A rich and creamy dish topped with crunchy noodles and speckled with cinnamon and currants. It’s especially delicious on a cold, snowy Sunday morning.
“Soul food” for us are the foods that stir strong memories and pleasant associations. If you’ve been following this blog, you already know that our soul food doesn’t harken from one location, one culture, or even one group of people. We have an eclectic past – one might say checkered – where food and food associations are always the common denominator.
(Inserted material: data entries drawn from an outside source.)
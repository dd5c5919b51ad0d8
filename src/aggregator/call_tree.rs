//! Call tree reconstruction from deterministic call records.
//!
//! A call source reports flat per-function records with caller edges.
//! Reconstruction has three steps:
//! 1. Invert the caller edges into a callee adjacency, ordered by
//!    frame key so the tree shape is deterministic
//! 2. Pick the root: the record with the largest cumulative time
//!    (ties go to the smallest frame key)
//! 3. Recurse through the adjacency, tracking the frames on the
//!    current path so recursive call cycles terminate
//!
//! The path set is freshly constructed per build and entries are
//! removed on the way back up, so a frame excluded under one branch
//! can still appear under a sibling.

use crate::aggregator::assembler::Aggregator;
use crate::aggregator::round_decimals;
use crate::probe::{CallGraph, CallRecord, CallSource, FrameKey, ProfileTarget, TargetRunner};
use crate::report::{CallTreeNode, CallTreeReport};
use crate::utils::error::TargetError;
use chrono::Utc;
use log::debug;
use serde_json::Value;
use std::collections::{HashMap, HashSet};

/// **Public** - Builds the call tree for a profiled call graph.
///
/// # Arguments
/// * `graph` - Flat call records with caller edges, plus run totals
///
/// # Returns
/// The reconstructed tree, rooted at the record with the largest
/// cumulative time. An empty graph yields the `<empty>` sentinel node.
pub fn build_call_tree(graph: &CallGraph) -> CallTreeNode {
    let root = match graph
        .records
        .iter()
        .max_by(|a, b| {
            a.cumulative_time
                .total_cmp(&b.cumulative_time)
                .then_with(|| b.frame.cmp(&a.frame))
        }) {
        Some(record) => record,
        None => return CallTreeNode::empty(),
    };

    let callees = build_callees(&graph.records);
    debug!(
        "Building call tree from {} record(s), root '{}'",
        graph.records.len(),
        root.frame.function
    );

    let mut on_path = HashSet::new();
    build_node(root, &callees, graph.total_time, &mut on_path)
}

/// **Private** - Inverts caller edges into a callee adjacency.
///
/// Records are visited in frame-key order, so every callee list comes
/// out sorted by callee frame and the resulting tree shape does not
/// depend on record order. Duplicate caller entries collapse to one
/// edge.
fn build_callees(records: &[CallRecord]) -> HashMap<&FrameKey, Vec<&CallRecord>> {
    let mut ordered: Vec<&CallRecord> = records.iter().collect();
    ordered.sort_by(|a, b| a.frame.cmp(&b.frame));

    let mut callees: HashMap<&FrameKey, Vec<&CallRecord>> = HashMap::new();
    for record in ordered {
        let mut callers: Vec<&FrameKey> = record.callers.iter().collect();
        callers.sort();
        callers.dedup();
        for caller in callers {
            callees.entry(caller).or_default().push(record);
        }
    }
    callees
}

/// **Private** - Builds one node and its subtree.
///
/// `on_path` holds the frames between the root and this node. A
/// callee already on the path is skipped, which is what terminates
/// direct and mutual recursion. The frame is removed again before
/// returning so sibling branches are unaffected.
fn build_node(
    record: &CallRecord,
    callees: &HashMap<&FrameKey, Vec<&CallRecord>>,
    total_time: f64,
    on_path: &mut HashSet<FrameKey>,
) -> CallTreeNode {
    on_path.insert(record.frame.clone());

    let mut children = Vec::new();
    if let Some(callee_records) = callees.get(&record.frame) {
        for callee in callee_records {
            if !on_path.contains(&callee.frame) {
                children.push(build_node(callee, callees, total_time, on_path));
            }
        }
    }

    on_path.remove(&record.frame);

    let percentage = if total_time > 0.0 {
        round_decimals(100.0 * record.cumulative_time / total_time, 2)
    } else {
        0.0
    };

    CallTreeNode {
        module_name: record.frame.file.clone(),
        lineno: record.frame.line,
        func_name: record.frame.function.clone(),
        prim_calls: record.primitive_calls,
        total_calls: record.total_calls,
        time_per_call: round_decimals(record.time_per_call, 6),
        cum_time: round_decimals(record.cumulative_time, 6),
        percentage,
        children,
    }
}

/// Aggregator for mode `p`: runs the target under a deterministic
/// call profiler and reports the reconstructed call tree.
pub struct CallTreeAggregator<C, R> {
    source: C,
    runner: R,
    target: ProfileTarget,
}

impl<C: CallSource, R: TargetRunner> CallTreeAggregator<C, R> {
    pub fn new(source: C, runner: R, target: ProfileTarget) -> Self {
        Self {
            source,
            runner,
            target,
        }
    }
}

impl<C: CallSource, R: TargetRunner> Aggregator for CallTreeAggregator<C, R> {
    fn name(&self) -> &'static str {
        "CallTreeAggregator"
    }

    fn run(&mut self) -> Result<Value, TargetError> {
        self.source.start()?;
        let run_result = self.runner.run(&self.target);
        let graph = self.source.stop()?;
        // The source is collected and its hook restored before a
        // failed run surfaces.
        run_result?;

        let payload = CallTreeReport {
            object_name: self.target.display_name(),
            run_time: round_decimals(graph.total_time, 6),
            primitive_calls: graph.primitive_calls,
            total_calls: graph.total_calls,
            call_stats: build_call_tree(&graph),
            timestamp: Utc::now().timestamp(),
        };
        Ok(serde_json::to_value(payload)?)
    }
}

#[cfg(test)]
mod tests {
    use super::*;
    use pretty_assertions::assert_eq;

    fn record(
        frame: FrameKey,
        cumulative_time: f64,
        callers: Vec<FrameKey>,
    ) -> CallRecord {
        CallRecord {
            frame,
            primitive_calls: 1,
            total_calls: 1,
            time_per_call: 0.1,
            cumulative_time,
            callers,
        }
    }

    fn main_frame() -> FrameKey {
        FrameKey::new("app.py", 1, "main")
    }

    fn worker_frame() -> FrameKey {
        FrameKey::new("app.py", 10, "worker")
    }

    fn helper_frame() -> FrameKey {
        FrameKey::new("util.py", 5, "helper")
    }

    #[test]
    fn test_build_call_tree_simple_chain() {
        let graph = CallGraph {
            records: vec![
                record(main_frame(), 2.0, vec![]),
                record(worker_frame(), 1.5, vec![main_frame()]),
                record(helper_frame(), 0.5, vec![worker_frame()]),
            ],
            total_time: 2.0,
            primitive_calls: 3,
            total_calls: 3,
        };

        let tree = build_call_tree(&graph);

        assert_eq!(tree.func_name, "main");
        assert_eq!(tree.percentage, 100.0);
        assert_eq!(tree.children.len(), 1);
        assert_eq!(tree.children[0].func_name, "worker");
        assert_eq!(tree.children[0].percentage, 75.0);
        assert_eq!(tree.children[0].children[0].func_name, "helper");
        assert_eq!(tree.children[0].children[0].percentage, 25.0);
    }

    #[test]
    fn test_build_call_tree_terminates_on_self_recursion() {
        let graph = CallGraph {
            records: vec![
                record(main_frame(), 1.0, vec![]),
                record(worker_frame(), 0.8, vec![main_frame(), worker_frame()]),
            ],
            total_time: 1.0,
            primitive_calls: 2,
            total_calls: 12,
        };

        let tree = build_call_tree(&graph);

        assert_eq!(tree.func_name, "main");
        assert_eq!(tree.children.len(), 1);
        let worker = &tree.children[0];
        assert_eq!(worker.func_name, "worker");
        // The recursive edge back into worker is cut.
        assert!(worker.children.is_empty());
    }

    #[test]
    fn test_build_call_tree_terminates_on_mutual_recursion() {
        let graph = CallGraph {
            records: vec![
                record(main_frame(), 3.0, vec![]),
                record(worker_frame(), 2.0, vec![main_frame(), helper_frame()]),
                record(helper_frame(), 1.9, vec![worker_frame()]),
            ],
            total_time: 3.0,
            primitive_calls: 3,
            total_calls: 7,
        };

        let tree = build_call_tree(&graph);

        let worker = &tree.children[0];
        let helper = &worker.children[0];
        assert_eq!(helper.func_name, "helper");
        // helper calls worker, but worker is already on this path.
        assert!(helper.children.is_empty());
    }

    #[test]
    fn test_build_call_tree_no_frame_repeats_on_any_path() {
        fn check_path(node: &CallTreeNode, path: &mut Vec<(String, u32, String)>) {
            let key = (
                node.module_name.clone(),
                node.lineno,
                node.func_name.clone(),
            );
            assert!(!path.contains(&key), "frame repeated on path: {:?}", key);
            path.push(key);
            for child in &node.children {
                check_path(child, path);
            }
            path.pop();
        }

        let graph = CallGraph {
            records: vec![
                record(main_frame(), 5.0, vec![helper_frame()]),
                record(worker_frame(), 4.0, vec![main_frame(), worker_frame()]),
                record(helper_frame(), 3.0, vec![worker_frame(), main_frame()]),
            ],
            total_time: 5.0,
            primitive_calls: 3,
            total_calls: 30,
        };

        let tree = build_call_tree(&graph);
        check_path(&tree, &mut Vec::new());
    }

    #[test]
    fn test_build_call_tree_sibling_branches_can_share_frames() {
        // helper is called by both main and worker; it is excluded
        // only while it is on the current path, so it appears under
        // both branches.
        let graph = CallGraph {
            records: vec![
                record(main_frame(), 4.0, vec![]),
                record(worker_frame(), 2.0, vec![main_frame()]),
                record(helper_frame(), 1.0, vec![main_frame(), worker_frame()]),
            ],
            total_time: 4.0,
            primitive_calls: 3,
            total_calls: 3,
        };

        let tree = build_call_tree(&graph);

        let child_names: Vec<&str> = tree
            .children
            .iter()
            .map(|child| child.func_name.as_str())
            .collect();
        assert_eq!(child_names, vec!["worker", "helper"]);

        let worker = &tree.children[0];
        assert_eq!(worker.children.len(), 1);
        assert_eq!(worker.children[0].func_name, "helper");
    }

    #[test]
    fn test_build_call_tree_zero_total_time() {
        let graph = CallGraph {
            records: vec![record(main_frame(), 0.0, vec![])],
            total_time: 0.0,
            primitive_calls: 1,
            total_calls: 1,
        };

        let tree = build_call_tree(&graph);
        assert_eq!(tree.percentage, 0.0);
    }

    #[test]
    fn test_build_call_tree_empty_graph_sentinel() {
        let tree = build_call_tree(&CallGraph::default());
        assert_eq!(tree.func_name, "<empty>");
        assert!(tree.children.is_empty());
    }

    #[test]
    fn test_build_call_tree_root_tie_breaks_deterministically() {
        let first = FrameKey::new("a.py", 1, "alpha");
        let second = FrameKey::new("b.py", 1, "beta");
        let graph = CallGraph {
            records: vec![
                record(second.clone(), 1.0, vec![]),
                record(first.clone(), 1.0, vec![]),
            ],
            total_time: 1.0,
            primitive_calls: 2,
            total_calls: 2,
        };

        // Equal cumulative times: the smaller frame key wins,
        // regardless of record order.
        let tree = build_call_tree(&graph);
        assert_eq!(tree.module_name, "a.py");
        assert_eq!(tree.func_name, "alpha");
    }

    #[test]
    fn test_build_call_tree_rounds_display_values() {
        let mut rec = record(main_frame(), 1.23456789, vec![]);
        rec.time_per_call = 0.000123456789;
        let graph = CallGraph {
            records: vec![rec],
            total_time: 3.7,
            primitive_calls: 1,
            total_calls: 1,
        };

        let tree = build_call_tree(&graph);
        assert_eq!(tree.cum_time, 1.234568);
        assert_eq!(tree.time_per_call, 0.000123);
        assert_eq!(tree.percentage, 33.37);
    }
}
That brings us to the present where I am in my kitchen in Ulaanbaatar, Mongolia, with a craving for warm noodle kugel inspired by my Jewish roots. I don’t know who gave me my first taste of this rich, satisfying and sweet dish. Maybe it was one of my Jewish grandmas, who still metaphorically lurk in my kitchen. Noodle kugel is a relatively easy dish with normally available ingredients. This version of noodle kugel has been adapted to my Mongolian pantry, which means I started with egg pasta I made from scratch. I substituted the traditional cottage cheese with homemade ricotta because I can’t find cottage cheese here. The ricotta turned out to be a delicious substitution. And I used currants instead of raisins – just because they are tasty and pack a big bang of flavor into a cute little package. The end result was as satisfying as I remember. I’d like to think mine tasted better than my memory serves if only because of the fresh pasta.
Scratch Noodle Kugel
- 4 tbsp unsalted butter, melted
- 3 large eggs
- 1 cup homemade ricotta cheese
- 1 cup sour cream
- 4 tbsp granulated sugar
- 1 tsp ground cinnamon
- 3 cups wide egg noodles, cooked al dente
- 1/4 cup dried currants
- Grease an 8 x 8 inch glass baking dish (20 x 20 cm).
- Preheat oven to 350 degrees F (175 degrees C).
- In a large bowl, thoroughly mix together first 6 ingredients.
- Gently mix noodles into egg mixture.
- Fold in currants.
- Pour noodle mixture into prepared baking dish.
- Bake for 30 minutes. Custard should be set and top of kugel should be lightly browned.
Nana would be proud of you.
I made your cornmeal muffins for Thanksgiving. They were a big hit! Thank you! The noodle kugel looks tasty. Out of adversity, triumph!
Glad the cornmeal muffins came out. We made another batch just this evening to have with a fresh pot of spicy bean & chicken soup. Thanks for reading and commenting!
I never knew a noodle kugel could be sweet! This would be wonderful on Christmas morning!
Jewish food on Christmas morning…that is a perfect snapshot of my childhood!